This month, Impact Hub is highlighting partnerships and the value that they bring to an organization. In celebration of that, we recently talked to Jessica Moes and Namuun Purevdorj, both members of the Global Shapers, another one of our partners. Note that during the interview, these Shapers at times refer to their community organization as a “hub,” as well as to Impact Hub as “the Hub.” It’s just one of the many things our organizations have in common! Read on to learn more.
Speaking about impact and social change, could you share an example of one of the projects you have been working on?
Sure. So the main goal is all about self organizing youth and each community to voice solutions for the challenges in their local, regional, or even global, communities. Jessica mentioned how hubs cooperate to solve certain issues. For example, we have meetings in collaboration with other hubs, for example with the Milwaukee region. We have annual regional conferences where we come together in one of the city hubs to further collaborate and share our ideas and challenges. This year’s regional conference for North America and the Carribeans was in Atlanta. So there are definitely ways that we can come together on a local, regional, as well as a global level. There are several projects that our hub has done over the past five years, but the most recent project that was a highlight for me was the Shaping Fashion initiative by one of our members, Ashleyn.
Ashleyn also happens to have another partnership with Impact Hub.
Yes.

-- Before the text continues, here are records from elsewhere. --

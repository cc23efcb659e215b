//! Cached Resolution Flow Test
//!
//! Drives the full lifecycle the proxy runs the cache through:
//! Query → miss (placeholder) → resolver put → hit → expiry → retry

mod common;
use common::{answer_addrs, make_reply, make_request, MAX_UDP};

use std::net::Ipv4Addr;
use std::sync::Arc;
use std::time::{Duration, Instant};

use weftdns_domain::{CacheError, Config};
use weftdns_infrastructure::dns::{CacheMaintainer, EntryFlags, ResponseCache};

#[test]
fn test_miss_pending_put_hit_expire_cycle() {
    let now = Instant::now();
    let cache = ResponseCache::new(128).unwrap();
    let request = make_request("registry.weft.local.");
    let addrs = [Ipv4Addr::new(10, 32, 9, 1), Ipv4Addr::new(10, 32, 9, 2)];

    // miss: the first asker leaves a placeholder and goes off to resolve
    assert_eq!(cache.get(&request, MAX_UDP, now), Ok(None));
    assert_eq!(cache.len(), 1);

    // racers keep observing the pending entry
    assert_eq!(cache.get(&request, MAX_UDP, now), Ok(None));
    assert_eq!(cache.len(), 1);

    // the resolver lands its answer
    let reply = make_reply(&request, &addrs, 30);
    let stored = cache.put(&request, Some(&reply), 0, EntryFlags::NONE, now);
    assert!(stored > 0);

    // hits serve shaped copies until the window closes
    let served = cache
        .get(&request, MAX_UDP, now + Duration::from_secs(29))
        .unwrap()
        .unwrap();
    assert_eq!(answer_addrs(&served), addrs.to_vec());
    assert!(served.answers().iter().all(|record| record.ttl() == 1));

    // window over: the entry goes away and the cycle restarts with a miss
    let expired_at = now + Duration::from_secs(30);
    assert_eq!(cache.get(&request, MAX_UDP, expired_at), Ok(None));
    assert_eq!(cache.len(), 0);
    assert_eq!(cache.get(&request, MAX_UDP, expired_at), Ok(None));
    assert_eq!(cache.len(), 1);
}

#[test]
fn test_negative_result_short_circuits_local_lookup() {
    let now = Instant::now();
    let config = Config::from_toml_str(
        r#"
        [cache]
        capacity = 32
        "#,
    )
    .unwrap();
    let cache = ResponseCache::from_config(&config.cache).unwrap();
    let request = make_request("outside.example.com.");

    // resolver found nothing in the local network; remember that
    cache.put(&request, None, 10, EntryFlags::NO_LOCAL_REPLIES, now);

    // callers are told "known absent", not "go resolve"
    assert_eq!(
        cache.get(&request, MAX_UDP, now + Duration::from_secs(9)),
        Err(CacheError::NoLocalReplies)
    );
}

#[tokio::test]
async fn test_maintainer_reclaims_idle_entries() {
    let cache = Arc::new(ResponseCache::new(32).unwrap());
    let request = make_request("ephemeral.weft.local.");
    let reply = make_reply(&request, &[Ipv4Addr::new(10, 32, 11, 1)], 1);

    cache.put(
        &request,
        Some(&reply),
        0,
        EntryFlags::NONE,
        Instant::now(),
    );
    assert_eq!(cache.len(), 1);

    let handle = CacheMaintainer::new(Arc::clone(&cache), 1).start();

    // never touched again: only the purge task can reclaim it
    tokio::time::sleep(Duration::from_millis(2500)).await;
    assert_eq!(cache.len(), 0);

    handle.abort();
}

So the Shaping Fashion initiative was all about waste and how that affects the environment. Her project was not just local or regional; it was actually global: many other members and other hubs joined together to have a whole week dedicated to sustainable fashion, where people came in and were able to look at ways that they could participate. I thought that was pretty cool.
Of course, there are other ways we engage, as well. For example, financial literacy is a big topic that I’ve seen in different hubs, whether through education, workshops, websites, or just getting youth plugged in. Specifically, when we’re talking about financial literacy or projects related to finance, it’s about being able to bring about equity in the community, so that everyone is able to have the opportunity to learn. In fact, equity is a very common theme for all of us: making sure that we are breaking the cycle of intergenerational inequity in our communities.
That’s an important theme. In thinking of that, and about Global Shapers in general, how would you say that its mission aligns with the mission of Impact Hub?
I’ll tackle that. We’ve had a partnership with Impact Hub for at least three to four years, well before Namuun and I were even a part of this group. So I would say first and foremost, we’ve informed each other over time. The way that I’ve known Global Shapers has been deeply informed by Impact Hub’s mission. And I think vice versa. There’s this philosophy within Impact Hub, that innovation comes from collaboration, by pulling together people who might not normally intersect with one another on a day to day basis in their work, and putting them into a collaborative space together in order to bounce ideas off of one another. This helps make ideas become bigger and to stick more within communities in the ways that we really truly want. This also offers outside perspectives you might not normally think to consult, because it’s bringing in the voices that you might not normally have access to. And so in many ways, I think Global Shapers mirrors that by trying to host very similar discussions, even around ideas that certain members of our hub – but not necessarily everybody – are super interested in. But then you bring these ideas to the table and you say this is really important to me, I’m working on a project related to this idea, Person X might speak up and say, “Hey, this isn’t necessarily something I normally get involved with, but have you thought about this aspect, or this aspect, or how you’re going to interact with this community with regard to this particular topic?” So by being in a space with other people that might not normally interact, and being in on those conversations, is useful for skyrocketing those projects.
That’s a great point. As you said, Impact Hub similarly fosters rich interaction with organizations and people in a way that can be creative and helpful. Namuun, what’s your perspective?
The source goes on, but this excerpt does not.